Saturday, November 10, 2007

Peirce lays down the law!


I happened across Peirce's Law the other day; it's a logical form that does some neat stuff. I'd seen it before in the textbooks, but it's only now become apparent to me that it's full of import. Peirce's Law is basically a complex conditional form, like you'd find in algebra.

A simple conditional goes like this:

P → Q

P and Q are variables, where you could substitute - let's put "logicians" for P and "cool dudes" for Q. The arrows (→) show that these are if-then statements, i.e. showing implication; so
may be read variously as

If somebody is a logician, they're a cool dude (or dudette).

All logicians are cool dudes (or dudettes).

Peirce's law reads something like this:

((P → Q) → P) → P

If the case of logicians being cool dudes (or dudettes) implies logicians, then there are logicians.

What's interesting about this is the fact that it fixes an antecedent (P); by this I mean it establishes something (logicians, for instance) as being inevitably there.
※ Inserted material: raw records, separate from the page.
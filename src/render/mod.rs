//! Playback-synchronized rendering.
//!
//! ```text
//! TimeSource ──► Synchronizer ──► DisplaySlot[track][slot]
//!   (video / iframe proxy)   │
//!                            └─ locator on play/seek/resize
//! raw ASS ─────► AdvancedRenderer ──► SubtitleEngine (external)
//! ```

mod advanced;
mod clock;
mod layout;
mod sync;

pub use advanced::{
    AdvancedRenderer, CaptionRenderer, RendererKind, SubtitleEngine, select_renderer,
};
pub use clock::{PlaybackEvent, ProxyClock, ProxyMessage, TimeSource, VideoClock};
pub use layout::{
    DEFAULT_EDGE_MARGIN, DEFAULT_FONT_SCALE, Dimensions, FontSizing, Placement, TextAlign, place,
};
pub use sync::{
    Capacity, ContainerElement, DisplaySlot, FixedContainer, MAX_CONCURRENT_CAPTIONS, MAX_TRACKS,
    SessionContext, Synchronizer,
};
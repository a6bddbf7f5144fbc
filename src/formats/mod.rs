//! Format codecs: external caption files in, SRT (or the native JSON
//! document) out.

use clap::ValueEnum;
use serde::{Deserialize, Serialize};
use std::{path::Path, str::FromStr};

use crate::model::CaptionDataContainer;

pub mod ass;
pub mod bidi;
pub mod json;
pub mod sbv;
pub mod srt;
pub mod time;
pub mod txt;

pub use ass::{AssCompiler, ScriptCompiler};

#[derive(Debug, thiserror::Error)]
pub enum FormatError {
    #[error("export to {0} is not supported")]
    UnsupportedExport(CaptionFormat),
    #[error("unknown caption format: {0}")]
    UnknownFormat(String),
    #[error("JSON document error: {0}")]
    Json(#[from] serde_json::Error),
}

#[derive(Clone, Copy, Debug, Eq, PartialEq, Hash, ValueEnum, Serialize, Deserialize)]
#[serde(rename_all = "lowercase")]
pub enum CaptionFormat {
    Srt,
    Vtt,
    Sbv,
    Txt,
    Ass,
    Ssa,
    Json,
}

impl CaptionFormat {
    pub fn extension(self) -> &'static str {
        match self {
            CaptionFormat::Srt => "srt",
            CaptionFormat::Vtt => "vtt",
            CaptionFormat::Sbv => "sbv",
            CaptionFormat::Txt => "txt",
            CaptionFormat::Ass => "ass",
            CaptionFormat::Ssa => "ssa",
            CaptionFormat::Json => "json",
        }
    }

    /// Formats whose full fidelity only the advanced renderer reproduces.
    pub fn is_advanced(self) -> bool {
        matches!(self, CaptionFormat::Ass | CaptionFormat::Ssa)
    }

    pub fn from_path(path: &Path) -> Option<Self> {
        path.extension()
            .and_then(|e| e.to_str())
            .and_then(|e| e.parse().ok())
    }
}

impl FromStr for CaptionFormat {
    type Err = FormatError;

    fn from_str(s: &str) -> Result<Self, Self::Err> {
        match s.trim().to_ascii_lowercase().as_str() {
            "srt" => Ok(CaptionFormat::Srt),
            "vtt" => Ok(CaptionFormat::Vtt),
            "sbv" => Ok(CaptionFormat::Sbv),
            "txt" => Ok(CaptionFormat::Txt),
            "ass" => Ok(CaptionFormat::Ass),
            "ssa" => Ok(CaptionFormat::Ssa),
            "json" => Ok(CaptionFormat::Json),
            other => Err(FormatError::UnknownFormat(other.to_string())),
        }
    }
}

impl std::fmt::Display for CaptionFormat {
    fn fmt(&self, f: &mut std::fmt::Formatter<'_>) -> std::fmt::Result {
        f.write_str(self.extension())
    }
}

/// Imports `content`. Never fails: input that cannot be read at all
/// yields a container with no tracks.
pub fn parse(format: CaptionFormat, content: &str) -> CaptionDataContainer {
    parse_with(format, content, &ScriptCompiler)
}

pub fn parse_with(
    format: CaptionFormat,
    content: &str,
    compiler: &dyn AssCompiler,
) -> CaptionDataContainer {
    let span = tracing::debug_span!("parse", %format, bytes = content.len());
    let _g = span.enter();

    let parsed = match format {
        CaptionFormat::Srt | CaptionFormat::Vtt => {
            srt::parse_srt_or_vtt(content, format == CaptionFormat::Vtt)
        }
        CaptionFormat::Sbv => Some(sbv::parse_sbv(content)),
        CaptionFormat::Txt => Some(txt::parse_txt(content)),
        CaptionFormat::Ass | CaptionFormat::Ssa => Some(ass::parse_ass(content, compiler)),
        CaptionFormat::Json => match json::parse_json(content) {
            Ok(c) => Some(c),
            Err(err) => {
                tracing::warn!(error = %err, "failed to read JSON caption document");
                None
            }
        },
    };

    parsed.unwrap_or_else(|| {
        tracing::warn!(%format, "unreadable caption input; using empty document");
        CaptionDataContainer::default()
    })
}

pub fn stringify(
    format: CaptionFormat,
    container: &CaptionDataContainer,
) -> Result<String, FormatError> {
    match format {
        CaptionFormat::Srt => Ok(srt::write_srt(container)),
        CaptionFormat::Json => json::write_json(container),
        other => Err(FormatError::UnsupportedExport(other)),
    }
}
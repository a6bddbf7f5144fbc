use crate::{
    locator::find_closest_caption,
    model::CaptionDataContainer,
    processor::VideoProcessor,
};

use super::{
    clock::TimeSource,
    layout::{Dimensions, FontSizing, Placement, place},
};

/// Display containers are allocated up front for this many tracks...
pub const MAX_TRACKS: usize = 5;
/// ...and this many simultaneous cues per track.
pub const MAX_CONCURRENT_CAPTIONS: usize = 3;

#[derive(Debug, Clone, Copy, PartialEq, Eq)]
pub struct Capacity {
    pub max_tracks: usize,
    pub max_concurrent_captions: usize,
}

impl Default for Capacity {
    fn default() -> Self {
        Self {
            max_tracks: MAX_TRACKS,
            max_concurrent_captions: MAX_CONCURRENT_CAPTIONS,
        }
    }
}

/// The element the overlay is laid out in.
pub trait ContainerElement {
    fn dimensions(&self) -> Dimensions;
}

/// A container whose size the host reports explicitly.
#[derive(Debug, Clone, Copy, PartialEq)]
pub struct FixedContainer(pub Dimensions);

impl ContainerElement for FixedContainer {
    fn dimensions(&self) -> Dimensions {
        self.0
    }
}

/// Everything the renderer needs from the page it runs on.
pub struct SessionContext<T: TimeSource> {
    pub time_source: T,
    pub container: Box<dyn ContainerElement>,
    pub processor: Box<dyn VideoProcessor>,
}

impl<T: TimeSource> SessionContext<T> {
    pub fn new(
        time_source: T,
        container: Box<dyn ContainerElement>,
        processor: Box<dyn VideoProcessor>,
    ) -> Self {
        Self {
            time_source,
            container,
            processor,
        }
    }

    pub fn video_dimensions(&self) -> Dimensions {
        self.processor
            .retrieve_video_dimensions(self.container.dimensions())
    }
}

/// One display container. Empty text means hidden.
#[derive(Debug, Clone, Default, PartialEq)]
pub struct DisplaySlot {
    pub text: String,
    pub placement: Option<Placement>,
}

impl DisplaySlot {
    pub fn is_visible(&self) -> bool {
        !self.text.is_empty()
    }

    fn clear(&mut self) {
        self.text.clear();
        self.placement = None;
    }
}

/// Keeps the display slots in step with playback time.
///
/// Each track has a cursor at the first cue not yet known to be over.
/// Ordinary playback scans forward from the cursor; play and seek events
/// reposition every cursor through [`find_closest_caption`].
pub struct Synchronizer<T: TimeSource> {
    ctx: SessionContext<T>,
    capacity: Capacity,
    fonts: FontSizing,
    dimensions: Dimensions,
    cursors: Vec<usize>,
    slots: Vec<Vec<DisplaySlot>>,
    last_time: Option<i64>,
}

impl<T: TimeSource> Synchronizer<T> {
    pub fn new(ctx: SessionContext<T>, capacity: Capacity, fonts: FontSizing) -> Self {
        let dimensions = ctx.video_dimensions();
        Self {
            ctx,
            capacity,
            fonts,
            dimensions,
            cursors: vec![0; capacity.max_tracks],
            slots: vec![
                vec![DisplaySlot::default(); capacity.max_concurrent_captions];
                capacity.max_tracks
            ],
            last_time: None,
        }
    }

    pub fn time_source(&self) -> &T {
        &self.ctx.time_source
    }

    pub fn time_source_mut(&mut self) -> &mut T {
        &mut self.ctx.time_source
    }

    pub fn capacity(&self) -> Capacity {
        self.capacity
    }

    pub fn dimensions(&self) -> Dimensions {
        self.dimensions
    }

    pub fn slots(&self) -> &[Vec<DisplaySlot>] {
        &self.slots
    }

    pub fn cursor(&self, track: usize) -> Option<usize> {
        self.cursors.get(track).copied()
    }

    /// Visible slots as `(track, slot, display)`.
    pub fn visible(&self) -> impl Iterator<Item = (usize, usize, &DisplaySlot)> + '_ {
        self.slots.iter().enumerate().flat_map(|(t, row)| {
            row.iter()
                .enumerate()
                .filter(|(_, s)| s.is_visible())
                .map(move |(i, s)| (t, i, s))
        })
    }

    pub fn set_font_multiplier(&mut self, multiplier: f64) {
        self.fonts.multiplier = multiplier;
        self.last_time = None;
    }

    /// Drains pending playback events, then updates. Returns whether the
    /// slots were rewritten.
    pub fn tick(&mut self, data: &CaptionDataContainer) -> bool {
        let mut jumped = false;
        while let Some(event) = self.ctx.time_source.poll_event() {
            tracing::trace!(?event, "playback event");
            jumped |= event.is_discontinuity();
        }
        if jumped {
            self.resync(data);
        }
        self.update(data, jumped)
    }

    /// Re-reads container size; percentage layouts depend on it.
    pub fn on_resize(&mut self, data: &CaptionDataContainer) -> bool {
        self.dimensions = self.ctx.video_dimensions();
        tracing::debug!(
            width = self.dimensions.width,
            height = self.dimensions.height,
            "container resized"
        );
        self.resync(data);
        self.update(data, true)
    }

    /// Starts over with a different document.
    pub fn load(&mut self, data: &CaptionDataContainer) -> bool {
        self.resync(data);
        self.update(data, true)
    }

    /// Places every cursor at the first cue relevant to the current time.
    pub fn resync(&mut self, data: &CaptionDataContainer) {
        let time = self.ctx.time_source.current_time_ms();
        for (t, cursor) in self.cursors.iter_mut().enumerate() {
            *cursor = data
                .tracks
                .get(t)
                .map_or(0, |track| find_closest_caption(&track.cues, time));
        }
        tracing::debug!(time_ms = time, cursors = ?self.cursors, "cursors resynced");
    }

    /// Writes the cues active at the current time into the slots. Does
    /// nothing when the time has not changed since the last write, unless
    /// `force` is set.
    pub fn update(&mut self, data: &CaptionDataContainer, force: bool) -> bool {
        let time = self.ctx.time_source.current_time_ms();
        if !force && self.last_time == Some(time) {
            return false;
        }
        self.last_time = Some(time);

        for t in 0..self.capacity.max_tracks {
            let filled = match data.tracks.get(t) {
                Some(_) => self.fill_track(data, t, time),
                None => 0,
            };
            for slot in &mut self.slots[t][filled..] {
                slot.clear();
            }
        }
        true
    }

    fn fill_track(&mut self, data: &CaptionDataContainer, t: usize, time: i64) -> usize {
        let cues = &data.tracks[t].cues;
        let mut cursor = self.cursors[t];
        if cursor >= cues.len() {
            return 0;
        }

        let mut filled = 0;
        // The cursor may only move past cues that are all over; an earlier
        // cue still on screen pins it.
        let mut all_past = true;
        for (i, cue) in cues.iter().enumerate().skip(cursor) {
            if !cue.is_well_formed() {
                continue;
            }
            if time < cue.start_ms {
                break;
            }
            if time > cue.end_ms {
                if all_past {
                    cursor = i + 1;
                }
                continue;
            }

            all_past = false;
            if filled < self.capacity.max_concurrent_captions {
                let layout = data.resolve_layout(t, cue);
                let slot = &mut self.slots[t][filled];
                slot.text.clone_from(&cue.text);
                slot.placement = Some(place(&layout, self.dimensions, &self.fonts));
                filled += 1;
            }
        }

        self.cursors[t] = cursor;
        filled
    }
}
In ordinary conditionals, logicians are only cool if there are logicians; they have to exist in order to be cool. Which makes for a very contingent thing - we have to hope for some logicians out there. Peirce's Law says that the relation of logicians and coolness determines that there are logicians out there. So if we understand what it means to be a logician, we can confidently say that they are pretty darn cool.

"Big deal," I can hear you say. "Whatta ya gonna do widdit? Here's a suggestion: drink three pots of tea, then go write your formula in the snow. "

I would, but there's no snow. So let me unpack this a little more instead.

Anybody who reads Peirce in Philosophy 101 probably gets his article "How to Make Our Ideas Clear." This is where he formulates his famous pragmatic maxim: "Consider what effects, that might conceivably have practical bearings, we conceive the object of our conception to have. Then, our conception of these effects is the whole of our conception of the object."

To talk about effects presupposes a cause. So you're presupposing a causal relation. Now if a causal relation implies a cause, it follows that the cause is already in play. So think effects, and you think cause.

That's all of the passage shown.